Write the data out again, exactly as given.

> [RECORD EXCERPTS]
□ □ □

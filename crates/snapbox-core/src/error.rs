use std::path::PathBuf;
use thiserror::Error;

#[derive(Debug, Error)]
pub enum SnapBoxError {
    #[error("I/O error: {0}")]
    Io(#[from] std::io::Error),
    #[error("Failed to decode image '{name}': {source}")]
    Decode {
        name: String,
        #[source]
        source: image::ImageError,
    },
    #[error("PDF error: {0}")]
    Pdf(String),
    #[error("Invalid input: {0}")]
    InvalidInput(String),
    #[error("Invalid configuration: {0}")]
    InvalidConfig(String),
    #[error("Invalid page size: {width}x{height} mm")]
    InvalidPageSize { width: f32, height: f32 },
    #[error("No images selected")]
    Empty,
    #[error("Only .xlsx files can be uploaded: {0}")]
    NotXlsx(String),
    #[error("No spreadsheet has been uploaded")]
    NoUploadedTemplate,
    #[error("Template file not found: {}", .0.display())]
    TemplateMissing(PathBuf),
}

impl From<lopdf::Error> for SnapBoxError {
    fn from(e: lopdf::Error) -> Self {
        SnapBoxError::Pdf(e.to_string())
    }
}

pub type Result<T> = std::result::Result<T, SnapBoxError>;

□ □ □

> [SOLUTION TO THE PROBLEM]
filename crates/snapbox-core/src/error.rs
use std::path::PathBuf;
use thiserror::Error;

#[derive(Debug, Error)]
pub enum SnapBoxError {
    #[error("I/O error: {0}")]
    Io(#[from] std::io::Error),
    #[error("Failed to decode image '{name}': {source}")]
    Decode {
        name: String,
        #[source]
        source: image::ImageError,
    },
    #[error("PDF error: {0}")]
    Pdf(String),
    #[error("Invalid input: {0}")]
    InvalidInput(String),
    #[error("Invalid configuration: {0}")]
    InvalidConfig(String),
    #[error("Invalid page size: {width}x{height} mm")]
    InvalidPageSize { width: f32, height: f32 },
    #[error("No images selected")]
    Empty,
    #[error("Only .xlsx files can be uploaded: {0}")]
    NotXlsx(String),
    #[error("No spreadsheet has been uploaded")]
    NoUploadedTemplate,
    #[error("Template file not found: {}", .0.display())]
    TemplateMissing(PathBuf),
}

impl From<lopdf::Error> for SnapBoxError {
    fn from(e: lopdf::Error) -> Self {
        SnapBoxError::Pdf(e.to_string())
    }
}

pub type Result<T> = std::result::Result<T, SnapBoxError>;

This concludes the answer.